* **WORK ITEM**
The entries that follow include a run beginning at the line with "the default locale" and ending at the line with "let mut retry_policy"; restate that run word for word and leave the rest out.

* **GIVEN RECORDS**
impl ApiClientBuilder {
    /// Creates a new `ApiClientBuilder` with default settings.
    pub fn new() -> Self {
        Self {
            base_url: None,
            default_headers: HeaderMap::new(),
            timeout: None,
            retry_config: RetryConfig::default(),
            retry_predicate: None,
            breaker: None,
            locale: "en".to_string(),
            messages: Messages::new(),
            interceptors_enabled: true,
            request_interceptors: Vec::new(),
            response_interceptors: Vec::new(),
            transport: None,
        }
    }

    /// Sets the base URL for all requests. Its path is kept as a prefix.
    ///
    /// # Errors
    ///
    /// Returns an error if the URL is invalid.
    pub fn base_url(mut self, url: impl AsRef<str>) -> Result<Self> {
        self.base_url = Some(Url::parse(url.as_ref())?);
        Ok(self)
    }

    /// Adds a default header that will be included in all requests.
    ///
    /// # Errors
    ///
    /// Returns an error if the header name or value is invalid.
    pub fn default_header(mut self, name: impl AsRef<str>, value: impl AsRef<str>) -> Result<Self> {
        let name = HeaderName::try_from(name.as_ref())
            .map_err(|e| Error::ConfigurationError(format!("Invalid header name: {}", e)))?;
        let value = HeaderValue::try_from(value.as_ref())
            .map_err(|e| Error::ConfigurationError(format!("Invalid header value: {}", e)))?;
        self.default_headers.insert(name, value);
        Ok(self)
    }

    /// Sets the default timeout for each attempt.
    pub fn timeout(mut self, timeout: Duration) -> Self {
        self.timeout = Some(timeout);
        self
    }

    /// Sets the retry configuration. Defaults to [`RetryConfig::default`].
    pub fn retry_config(mut self, config: RetryConfig) -> Self {
        self.retry_config = config;
        self
    }

    /// Sets a custom retry predicate.
    ///
    /// By default, requests are retried based on `Error::is_retryable()`.
    pub fn retry_predicate(mut self, predicate: Box<dyn RetryPredicate>) -> Self {
        self.retry_predicate = Some(predicate);
        self
    }

    /// Gives the client its own breaker with `config`.
    pub fn circuit_breaker(mut self, config: CircuitBreakerConfig) -> Self {
        self.breaker = Some(CircuitBreaker::new(config));
        self
    }

    /// Uses an existing breaker, shared with whoever else holds it.
    pub fn shared_circuit_breaker(mut self, breaker: CircuitBreaker) -> Self {
        self.breaker = Some(breaker);
        self
    }

    /// Sets the default locale for error messages (`"en"` by default).
    pub fn locale(mut self, locale: impl Into<String>) -> Self {
        self.locale = locale.into();
        self
    }

    /// Sets custom error-message dictionaries.
    pub fn messages(mut self, messages: Messages) -> Self {
        self.messages = messages;
        self
    }

    /// Adds a request interceptor. Interceptors run in insertion order.
    pub fn request_interceptor(mut self, interceptor: impl RequestInterceptor + 'static) -> Self {
        self.request_interceptors.push(Arc::new(interceptor));
        self
    }

    /// Adds a response interceptor. Interceptors run in insertion order.
    pub fn response_interceptor(mut self, interceptor: impl ResponseInterceptor + 'static) -> Self {
        self.response_interceptors.push(Arc::new(interceptor));
        self
    }

    /// Turns interceptor execution on or off (on by default).
    pub fn interceptors_enabled(mut self, enabled: bool) -> Self {
        self.interceptors_enabled = enabled;
        self
    }

    /// Replaces the default reqwest transport.
    pub fn transport(mut self, transport: impl Transport + 'static) -> Self {
        self.transport = Some(Arc::new(transport));
        self
    }

    /// Builds the configured `ApiClient`.
    ///
    /// # Errors
    ///
    /// Returns an error if no base URL was provided or if the HTTP client
    /// could not be created.
    pub fn build(self) -> Result<ApiClient> {
        let base_url = self
            .base_url
            .ok_or_else(|| Error::ConfigurationError("Base URL is required".to_string()))?;

        let transport: Arc<dyn Transport> = match self.transport {
            Some(transport) => transport,
            None => {
                let http_client = reqwest::Client::builder().build().map_err(|e| {
                    Error::ConfigurationError(format!("Failed to build HTTP client: {}", e))
                })?;
                Arc::new(ReqwestTransport::new(http_client))
            }
        };

        let mut retry_policy = RetryPolicy::new(self.retry_config);
        if let Some(predicate) = self.retry_predicate {
            retry_policy = retry_policy.with_predicate(predicate);
        }

        let breaker = self
            .breaker
            .unwrap_or_else(|| CircuitBreaker::new(CircuitBreakerConfig::default()));

        Ok(ApiClient {
            inner: Arc::new(ClientInner {
                transport,
                base_url,
                default_headers: self.default_headers,
                timeout: self.timeout,
                retry_policy,
                breaker,
                locale: self.locale,
                messages: self.messages,
                interceptors_enabled: self.interceptors_enabled,
                request_interceptors: self.request_interceptors,
                response_interceptors: self.response_interceptors,
            }),
        })
    }
}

* **SOLUTION TO THIS TASK**
    /// Sets the default locale for error messages (`"en"` by default).
    pub fn locale(mut self, locale: impl Into<String>) -> Self {
        self.locale = locale.into();
        self
    }

    /// Sets custom error-message dictionaries.
    pub fn messages(mut self, messages: Messages) -> Self {
        self.messages = messages;
        self
    }

    /// Adds a request interceptor. Interceptors run in insertion order.
    pub fn request_interceptor(mut self, interceptor: impl RequestInterceptor + 'static) -> Self {
        self.request_interceptors.push(Arc::new(interceptor));
        self
    }

    /// Adds a response interceptor. Interceptors run in insertion order.
    pub fn response_interceptor(mut self, interceptor: impl ResponseInterceptor + 'static) -> Self {
        self.response_interceptors.push(Arc::new(interceptor));
        self
    }

    /// Turns interceptor execution on or off (on by default).
    pub fn interceptors_enabled(mut self, enabled: bool) -> Self {
        self.interceptors_enabled = enabled;
        self
    }

    /// Replaces the default reqwest transport.
    pub fn transport(mut self, transport: impl Transport + 'static) -> Self {
        self.transport = Some(Arc::new(transport));
        self
    }

    /// Builds the configured `ApiClient`.
    ///
    /// # Errors
    ///
    /// Returns an error if no base URL was provided or if the HTTP client
    /// could not be created.
    pub fn build(self) -> Result<ApiClient> {
        let base_url = self
            .base_url
            .ok_or_else(|| Error::ConfigurationError("Base URL is required".to_string()))?;

        let transport: Arc<dyn Transport> = match self.transport {
            Some(transport) => transport,
            None => {
                let http_client = reqwest::Client::builder().build().map_err(|e| {
                    Error::ConfigurationError(format!("Failed to build HTTP client: {}", e))
                })?;
                Arc::new(ReqwestTransport::new(http_client))
            }
        };

        let mut retry_policy = RetryPolicy::new(self.retry_config);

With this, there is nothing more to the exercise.